Key Takeaways: The Bryan Johnson protocol (Blueprint) costs approximately $2M/year with 30+ doctors and 54+ daily supplements. Evidence grading reveals that 90% of his measurable biological age improvement comes from interventions costing under 300 EUR/month. Sleep, exercise, and nutrition (all Grade A evidence) drive the bulk of results. Exotic interventions like plasma exchange and gene therapy are Grade D with no proven benefit. The 80/20 version: 8h sleep, 150+ min Zone 2 cardio/week, strength training, whole food diet, core supplements, quarterly blood work. Measure your biological age and optimize systematically.

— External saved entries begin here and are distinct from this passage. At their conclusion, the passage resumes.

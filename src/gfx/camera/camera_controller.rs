use winit::keyboard::KeyCode;

use super::free_camera::{FreeCamera, Movement};
use crate::config::CameraConfig;
use crate::input::InputState;

/// Key bindings for each movement direction
pub const MOVEMENT_KEYS: [(KeyCode, Movement); 6] = [
    (KeyCode::KeyW, Movement::Forward),
    (KeyCode::KeyS, Movement::Backward),
    (KeyCode::KeyA, Movement::Left),
    (KeyCode::KeyD, Movement::Right),
    (KeyCode::Space, Movement::Up),
    (KeyCode::ShiftLeft, Movement::Down),
];

/// Turns a per-frame input snapshot into camera commands.
pub struct FreeCameraController {
    /// Steps per second. `None` means exactly one step per frame.
    pub reference_rate: Option<f32>,
}

impl FreeCameraController {
    pub fn new(reference_rate: Option<f32>) -> Self {
        Self { reference_rate }
    }

    pub fn from_config(config: &CameraConfig) -> Self {
        Self::new(config.reference_rate)
    }

    /// Distance one held key covers in a frame lasting `delta_secs`
    pub fn step_distance(&self, move_speed: f32, delta_secs: f32) -> f32 {
        match self.reference_rate {
            Some(rate) => move_speed * delta_secs * rate,
            None => move_speed,
        }
    }

    /// Moves for the highest-priority held key, then looks towards the cursor.
    ///
    /// At most one movement is applied per frame, in [`MOVEMENT_KEYS`] order.
    /// While the pointer belongs to the UI the cursor only re-anchors the
    /// camera, so releasing it does not turn the view by the travel in between.
    pub fn update(&self, camera: &mut FreeCamera, input: &InputState, delta_secs: f32) {
        if let Some(movement) = self.held_movement(input) {
            let distance = self.step_distance(camera.move_speed(), delta_secs);
            camera.translate(movement, distance);
        }

        if input.pointer_captured() {
            camera.set_cursor_anchor(input.cursor());
        } else {
            camera.look(input.cursor());
        }
    }

    /// The movement bound to the first held key in [`MOVEMENT_KEYS`]
    pub fn held_movement(&self, input: &InputState) -> Option<Movement> {
        MOVEMENT_KEYS
            .iter()
            .find(|(key, _)| input.is_held(*key))
            .map(|(_, movement)| *movement)
    }
}

impl Default for FreeCameraController {
    fn default() -> Self {
        Self::from_config(&CameraConfig::default())
    }
}

#[cfg(test)]
mod tests {
    use super::*;
    use cgmath::Vector2;
    use winit::event::ElementState;

    use crate::input::CursorMode;

    fn input_with(keys: &[KeyCode]) -> InputState {
        let mut input = InputState::new(Vector2::new(800.0, 600.0));
        for key in keys {
            input.key_event(*key, ElementState::Pressed, false);
        }
        input
    }

    #[test]
    fn sixty_fps_frame_moves_one_step() {
        let controller = FreeCameraController::default();
        let distance = controller.step_distance(0.5, 1.0 / 60.0);
        assert!((distance - 0.5).abs() < 1e-6);
    }

    #[test]
    fn fixed_step_ignores_frame_time() {
        let controller = FreeCameraController::new(None);
        assert_eq!(controller.step_distance(0.5, 0.25), 0.5);
    }

    #[test]
    fn only_the_highest_priority_key_moves() {
        let controller = FreeCameraController::new(None);
        let mut camera = FreeCamera::new(&CameraConfig::default(), 1600, 1200);
        camera.set_position(0.0, 5.0, 0.0);

        controller.update(&mut camera, &input_with(&[KeyCode::KeyD, KeyCode::KeyW]), 0.016);

        let position = camera.position();
        assert!((position.z + 0.5).abs() < 1e-5);
        assert_eq!(position.x, 0.0);
        assert_eq!(camera.yaw(), -90.0);
    }

    #[test]
    fn key_priority_follows_binding_order() {
        let controller = FreeCameraController::new(None);
        let cases = [
            (vec![KeyCode::KeyS, KeyCode::KeyW], Movement::Forward),
            (vec![KeyCode::KeyA, KeyCode::KeyS], Movement::Backward),
            (vec![KeyCode::KeyD, KeyCode::KeyA], Movement::Left),
            (vec![KeyCode::Space, KeyCode::KeyD], Movement::Right),
            (vec![KeyCode::ShiftLeft, KeyCode::Space], Movement::Up),
            (vec![KeyCode::ShiftLeft], Movement::Down),
        ];
        for (keys, expected) in cases {
            assert_eq!(controller.held_movement(&input_with(&keys)), Some(expected));
        }
        assert_eq!(controller.held_movement(&input_with(&[])), None);
    }

    #[test]
    fn captured_pointer_does_not_turn_the_camera() {
        let controller = FreeCameraController::new(None);
        let mut camera = FreeCamera::new(&CameraConfig::default(), 1600, 1200);
        let mut input = input_with(&[]);

        input.set_pointer_captured(true);
        input.cursor_moved(200.0, 100.0, CursorMode::Free);
        controller.update(&mut camera, &input, 0.016);
        assert_eq!(camera.yaw(), -90.0);
        assert_eq!(camera.pitch(), 0.0);

        // Leaving the UI must not replay the travel made over it
        input.set_pointer_captured(false);
        controller.update(&mut camera, &input, 0.016);
        assert_eq!(camera.yaw(), -90.0);
        assert_eq!(camera.pitch(), 0.0);

        input.cursor_moved(210.0, 100.0, CursorMode::Free);
        controller.update(&mut camera, &input, 0.016);
        assert!((camera.yaw() - (-90.0 + 10.0 * 0.15)).abs() < 1e-4);
    }
}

The Bryan Johnson protocol, known as Blueprint, is the most visible and most expensive longevity program in the world. Bryan Johnson, the tech entrepreneur behind Kernel and Braintree (sold to PayPal for $800M), publishes all his biomarker data openly, spends approximately $2 million per year on anti-aging interventions, employs a team of 30+ doctors and researchers, and claims to have achieved the biological age of an 18-year-old by some metrics. But how much of the Bryan Johnson protocol is actually backed by evidence? And what can a normal person realistically copy?
What Bryan Johnson Actually Does
The Bryan Johnson protocol is extraordinarily comprehensive. A typical day includes:
- Wake: 5:00 AM. No alarm (optimized circadian rhythm).

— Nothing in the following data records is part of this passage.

//! Graphics-context seam
//!
//! [`RenderContext`] is the set of high-level intents the shadow pipeline
//! issues each frame. The wgpu backend turns them into render passes; the
//! software backend rasterizes depth on the CPU and records every call.

use super::sky::SkyUniforms;
use crate::gfx::resources::global_bindings::PassUniforms;
use crate::gfx::scene::drawable::Drawable;

/// Bind group slot the shadow map is bound to in the lit pass
pub const SHADOW_MAP_SLOT: u32 = 2;

/// Which pipeline a draw goes through
#[derive(Debug, Clone, Copy, PartialEq, Eq, Hash)]
pub enum PassMode {
    /// Vertex stage only, writing depth into the shadow map
    DepthOnly,
    /// Full shading, sampling the shadow map
    Lit,
}

#[derive(Debug, Clone, Copy, PartialEq, Eq)]
pub enum ClearBuffers {
    Depth,
    ColorDepth,
}

/// Render target area in pixels, anchored at the origin
#[derive(Debug, Clone, Copy, PartialEq, Eq)]
pub struct Viewport {
    pub width: u32,
    pub height: u32,
}

impl Viewport {
    pub fn new(width: u32, height: u32) -> Self {
        Self { width, height }
    }

    pub fn square(size: u32) -> Self {
        Self::new(size, size)
    }
}

pub trait RenderContext {
    /// Directs following clears and draws at the shadow depth target.
    fn bind_depth_target(&mut self);

    /// Returns to the default (window) target.
    fn unbind_depth_target(&mut self);

    fn set_viewport(&mut self, viewport: Viewport);

    fn clear(&mut self, buffers: ClearBuffers);

    /// Makes the shadow depth texture readable at bind group `slot`.
    fn bind_shadow_map(&mut self, slot: u32);

    /// Fills the background of the window target. Issued before any lit draw.
    fn draw_sky(&mut self, sky: &SkyUniforms);

    fn draw(&mut self, drawable: &Drawable, uniforms: &PassUniforms, mode: PassMode);
}
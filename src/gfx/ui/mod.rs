//! Debug overlay
//!
//! An imgui window drawn on top of the lit pass showing frame timing and the
//! camera position.

use std::time::Instant;

use cgmath::Point3;
use imgui::{Condition, Context, FontConfig, FontSource, MouseCursor};
use imgui_wgpu::{Renderer, RendererConfig};
use imgui_winit_support::{HiDpiMode, WinitPlatform};
use wgpu::{CommandEncoder, Device, Queue, TextureFormat, TextureView};
use winit::{
    event::{Event, WindowEvent},
    window::{Window, WindowId},
};

/// Values shown in the "Debug" window for one frame
#[derive(Debug, Clone, Copy)]
pub struct OverlayStats {
    pub camera_position: Point3<f32>,
    pub delta_secs: f32,
}

/// Text lines of the "Debug" window
pub fn debug_lines(framerate: f32, stats: &OverlayStats) -> [String; 3] {
    let ms_per_frame = if framerate > 0.0 { 1000.0 / framerate } else { 0.0 };
    let p = stats.camera_position;
    [
        format!("Application average {:.3} ms/frame ({:.1} FPS)", ms_per_frame, framerate),
        format!("Camera: {:.3} x, {:.3} y, {:.3} z", p.x, p.y, p.z),
        format!("Delta Time: {:.3}", stats.delta_secs),
    ]
}

pub struct DebugOverlay {
    context: Context,
    platform: WinitPlatform,
    renderer: Renderer,
    last_frame: Instant,
    last_cursor: Option<MouseCursor>,
    frame_ready: bool,
}

impl DebugOverlay {
    pub fn new(device: &Device, queue: &Queue, output_color_format: TextureFormat, window: &Window) -> Self {
        let mut context = Context::create();
        context.set_ini_filename(None);

        let mut platform = WinitPlatform::new(&mut context);
        platform.attach_window(context.io_mut(), window, HiDpiMode::Default);

        let font_size = (13.0 * window.scale_factor()) as f32;
        context.io_mut().font_global_scale = (1.0 / window.scale_factor()) as f32;
        context.fonts().add_font(&[FontSource::DefaultFontData {
            config: Some(FontConfig {
                oversample_h: 1,
                pixel_snap_h: true,
                size_pixels: font_size,
                ..Default::default()
            }),
        }]);

        let renderer_config = RendererConfig {
            texture_format: output_color_format,
            ..Default::default()
        };
        let renderer = Renderer::new(&mut context, device, queue, renderer_config);
        log::debug!("Debug overlay created ({:?})", context.io().display_size);

        Self {
            context,
            platform,
            renderer,
            last_frame: Instant::now(),
            last_cursor: None,
            frame_ready: false,
        }
    }

    /// Forwards a window event to imgui.
    ///
    /// Returns true when imgui wants the mouse or keyboard for itself.
    pub fn handle_window_event(&mut self, window: &Window, window_id: WindowId, event: &WindowEvent) -> bool {
        let wrapped: Event<()> = Event::WindowEvent {
            window_id,
            event: event.clone(),
        };
        self.platform.handle_event(self.context.io_mut(), window, &wrapped);

        match event {
            WindowEvent::CursorMoved { .. } | WindowEvent::MouseInput { .. } | WindowEvent::MouseWheel { .. } => {
                self.context.io().want_capture_mouse
            }
            WindowEvent::KeyboardInput { .. } => self.context.io().want_capture_keyboard,
            _ => false,
        }
    }

    /// True while the pointer is over an overlay window
    pub fn wants_mouse(&self) -> bool {
        self.context.io().want_capture_mouse
    }

    /// Builds this frame's UI. Must be followed by [`DebugOverlay::render`].
    pub fn prepare(&mut self, window: &Window, stats: &OverlayStats) {
        if self.frame_ready {
            // The previous frame was skipped before it reached `render`
            self.context.render();
            self.frame_ready = false;
        }

        let now = Instant::now();
        self.context.io_mut().update_delta_time(now - self.last_frame);
        self.last_frame = now;

        if let Err(e) = self.platform.prepare_frame(self.context.io_mut(), window) {
            log::warn!("Skipping overlay frame: {}", e);
            self.frame_ready = false;
            return;
        }

        let ui = self.context.frame();
        let lines = debug_lines(ui.io().framerate, stats);
        ui.window("Debug")
            .position([10.0, 10.0], Condition::FirstUseEver)
            .always_auto_resize(true)
            .build(|| {
                for line in &lines {
                    ui.text(line);
                }
            });

        if self.last_cursor != ui.mouse_cursor() {
            self.last_cursor = ui.mouse_cursor();
            self.platform.prepare_render(ui, window);
        }
        self.frame_ready = true;
    }

    /// Draws the prepared UI over `color_attachment`, keeping its contents.
    pub fn render(&mut self, device: &Device, queue: &Queue, encoder: &mut CommandEncoder, color_attachment: &TextureView) {
        if !self.frame_ready {
            return;
        }
        self.frame_ready = false;

        let draw_data = self.context.render();
        if draw_data.display_size[0] <= 0.0 || draw_data.display_size[1] <= 0.0 {
            return;
        }

        let mut render_pass = encoder.begin_render_pass(&wgpu::RenderPassDescriptor {
            label: Some("imgui_render_pass"),
            color_attachments: &[Some(wgpu::RenderPassColorAttachment {
                view: color_attachment,
                resolve_target: None,
                ops: wgpu::Operations {
                    load: wgpu::LoadOp::Load,
                    store: wgpu::StoreOp::Store,
                },
            })],
            depth_stencil_attachment: None,
            timestamp_writes: None,
            occlusion_query_set: None,
        });

        if let Err(e) = self.renderer.render(draw_data, queue, device, &mut render_pass) {
            log::warn!("Failed to render overlay: {}", e);
        }
    }
}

- Supplements: 54+ pills taken in a precise sequence with specific timing.
- Diet: Exactly 1,977 calories per day. Vegan. Olive oil (60ml), dark chocolate, blueberries, nuts, vegetables. Last meal at 11:00 AM (aggressive time-restricted eating).
- Exercise: 45-60 minutes daily. Zone 2 cardio, strength training, flexibility, balance work.

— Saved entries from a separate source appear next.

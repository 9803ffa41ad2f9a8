//! # Primitive Shape Generation
//!
//! All shapes are Y-up and come with per-face normals.

use super::GeometryData;

/// Generate a unit cube centered at the origin
///
/// Returns a cube with vertices from -0.5 to 0.5 on all axes. Each face has
/// its own four vertices so normals stay flat.
#[rustfmt::skip]
pub fn generate_cube() -> GeometryData {
    let mut data = GeometryData::new();

    let positions = [
        // Front face (+Z)
        [-0.5, -0.5,  0.5], [ 0.5, -0.5,  0.5], [ 0.5,  0.5,  0.5], [-0.5,  0.5,  0.5],
        // Back face (-Z)
        [ 0.5, -0.5, -0.5], [-0.5, -0.5, -0.5], [-0.5,  0.5, -0.5], [ 0.5,  0.5, -0.5],
        // Left face (-X)
        [-0.5, -0.5, -0.5], [-0.5, -0.5,  0.5], [-0.5,  0.5,  0.5], [-0.5,  0.5, -0.5],
        // Right face (+X)
        [ 0.5, -0.5,  0.5], [ 0.5, -0.5, -0.5], [ 0.5,  0.5, -0.5], [ 0.5,  0.5,  0.5],
        // Top face (+Y)
        [-0.5,  0.5,  0.5], [ 0.5,  0.5,  0.5], [ 0.5,  0.5, -0.5], [-0.5,  0.5, -0.5],
        // Bottom face (-Y)
        [-0.5, -0.5, -0.5], [ 0.5, -0.5, -0.5], [ 0.5, -0.5,  0.5], [-0.5, -0.5,  0.5],
    ];

    let face_normals = [
        [0.0, 0.0, 1.0],
        [0.0, 0.0, -1.0],
        [-1.0, 0.0, 0.0],
        [1.0, 0.0, 0.0],
        [0.0, 1.0, 0.0],
        [0.0, -1.0, 0.0],
    ];

    data.vertices = positions.to_vec();
    data.normals = face_normals
        .iter()
        .flat_map(|normal| std::iter::repeat(*normal).take(4))
        .collect();

    // Two triangles per face, counter-clockwise seen from outside
    for face in 0..6u32 {
        let base = face * 4;
        data.indices.extend_from_slice(&[base, base + 1, base + 2, base + 2, base + 3, base]);
    }

    data
}

/// Generate a plane lying in XZ with its normal pointing up (+Y)
///
/// # Arguments
/// * `width` - Extent along X
/// * `depth` - Extent along Z
/// * `width_segments` - Number of subdivisions along X
/// * `depth_segments` - Number of subdivisions along Z
pub fn generate_plane(width: f32, depth: f32, width_segments: u32, depth_segments: u32) -> GeometryData {
    let mut data = GeometryData::new();

    let w_segs = width_segments.max(1);
    let d_segs = depth_segments.max(1);

    for z in 0..=d_segs {
        let v = z as f32 / d_segs as f32;
        let pos_z = (0.5 - v) * depth;

        for x in 0..=w_segs {
            let u = x as f32 / w_segs as f32;
            let pos_x = (u - 0.5) * width;

            data.vertices.push([pos_x, 0.0, pos_z]);
            data.normals.push([0.0, 1.0, 0.0]);
        }
    }

    for z in 0..d_segs {
        for x in 0..w_segs {
            let i = z * (w_segs + 1) + x;
            let next_row = i + w_segs + 1;

            data.indices.extend_from_slice(&[i, i + 1, next_row]);
            data.indices.extend_from_slice(&[next_row, i + 1, next_row + 1]);
        }
    }

    data
}

/// Generate a grass blade: two tapered quads crossed at right angles
///
/// The blade spans -0.5..0.5 on Y so that scaling it keeps it centred on
/// its placement height.
pub fn generate_grass_blade() -> GeometryData {
    const BASE_HALF_WIDTH: f32 = 0.06;
    const TIP_HALF_WIDTH: f32 = 0.01;

    let mut data = GeometryData::new();

    // Each quad faces along its own normal; the second is the first turned 90 degrees
    for (axis, normal) in [([1.0, 0.0], [0.0, 0.0, 1.0]), ([0.0, 1.0], [1.0, 0.0, 0.0])] {
        let base = data.vertices.len() as u32;
        let corner = |half_width: f32, y: f32| [axis[0] * half_width, y, axis[1] * half_width];

        data.vertices.push(corner(-BASE_HALF_WIDTH, -0.5));
        data.vertices.push(corner(BASE_HALF_WIDTH, -0.5));
        data.vertices.push(corner(TIP_HALF_WIDTH, 0.5));
        data.vertices.push(corner(-TIP_HALF_WIDTH, 0.5));
        data.normals.extend(std::iter::repeat(normal).take(4));

        data.indices.extend_from_slice(&[base, base + 1, base + 2, base + 2, base + 3, base]);
    }

    data
}

#[cfg(test)]
mod tests {
    use super::*;

    #[test]
    fn test_cube_generation() {
        let cube = generate_cube();
        assert_eq!(cube.vertices.len(), 24); // 6 faces * 4 vertices
        assert_eq!(cube.indices.len(), 36); // 6 faces * 2 triangles * 3 indices
        assert_eq!(cube.vertex_count(), 24);
        assert_eq!(cube.triangle_count(), 12);
        assert_eq!(cube.normals.len(), 24);
    }

    #[test]
    fn test_cube_faces_wind_outward() {
        let cube = generate_cube();
        for tri in cube.indices.chunks(3) {
            let [a, b, c] = [
                cube.vertices[tri[0] as usize],
                cube.vertices[tri[1] as usize],
                cube.vertices[tri[2] as usize],
            ];
            let e1 = [b[0] - a[0], b[1] - a[1], b[2] - a[2]];
            let e2 = [c[0] - a[0], c[1] - a[1], c[2] - a[2]];
            let cross = [
                e1[1] * e2[2] - e1[2] * e2[1],
                e1[2] * e2[0] - e1[0] * e2[2],
                e1[0] * e2[1] - e1[1] * e2[0],
            ];
            let n = cube.normals[tri[0] as usize];
            let dot = cross[0] * n[0] + cross[1] * n[1] + cross[2] * n[2];
            assert!(dot > 0.0);
        }
    }

    #[test]
    fn test_plane_generation() {
        let plane = generate_plane(2.0, 2.0, 2, 2);
        assert_eq!(plane.vertices.len(), 9); // 3x3 grid
        assert_eq!(plane.indices.len(), 24); // 4 quads * 2 triangles * 3 indices
        assert!(plane.vertices.iter().all(|v| v[1] == 0.0));
    }

    #[test]
    fn test_grass_blade_generation() {
        let blade = generate_grass_blade();
        assert_eq!(blade.vertex_count(), 8);
        assert_eq!(blade.triangle_count(), 4);
        let (min_y, max_y) = blade
            .vertices
            .iter()
            .fold((f32::MAX, f32::MIN), |(lo, hi), v| (lo.min(v[1]), hi.max(v[1])));
        assert_eq!((min_y, max_y), (-0.5, 0.5));
    }

    #[test]
    fn test_scene_format_conversion() {
        let mesh = generate_cube().into_mesh("cube").unwrap();
        assert_eq!(mesh.triangle_count(), 12);
        assert_eq!(mesh.vertices()[16].normal, [0.0, 1.0, 0.0]);
    }
}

- Sleep: 8.5 hours target. Sleep tracking with multiple devices. Controlled temperature, darkness, and humidity.
- Skin: Red light therapy, topical tretinoin, vitamin C serum, daily sunscreen.
- Monitoring: 100+ biomarkers monthly. MRI, DEXA, ultrasound, and specialist consultations.
- Experimental: Gene therapy (follistatin), plasma exchange, electromagnetic field therapy, fat-derived stem cells.
The total annual cost exceeds $2 million, with the medical team alone costing over $1 million per year.
Evidence Grades for Key Bryan Johnson Protocol Interventions
Grade A: Strong Human RCT Evidence
Sleep Optimization (8+ hours, consistent schedule): The foundation of the Bryan Johnson protocol and the most evidence-backed intervention for longevity. Walker (2017) documented that chronic sleep deprivation increases all-cause mortality, cardiovascular disease, cancer, and Alzheimer's risk. Johnson achieves a "perfect" sleep score by controlling every variable. Anyone can implement this for free.
Zone 2 Cardio (150+ min/week): Johnson performs daily cardio at Zone 2 intensity. Mandsager et al. (2018) showed a 5x mortality reduction for top-quartile fitness. This alone accounts for a significant portion of his biological age improvement.
Strength Training (3x/week): Progressive resistance training preserves muscle mass, bone density, and metabolic health. Meta-analyses consistently show 10-17% reduction in all-cause mortality with regular strength training.
Olive Oil (60ml/day EVOO): The PREDIMED trial (7,447 participants) demonstrated a 30% reduction in cardiovascular events with Mediterranean diet supplemented with extra virgin olive oil. Oleocanthal has anti-inflammatory properties comparable to low-dose ibuprofen.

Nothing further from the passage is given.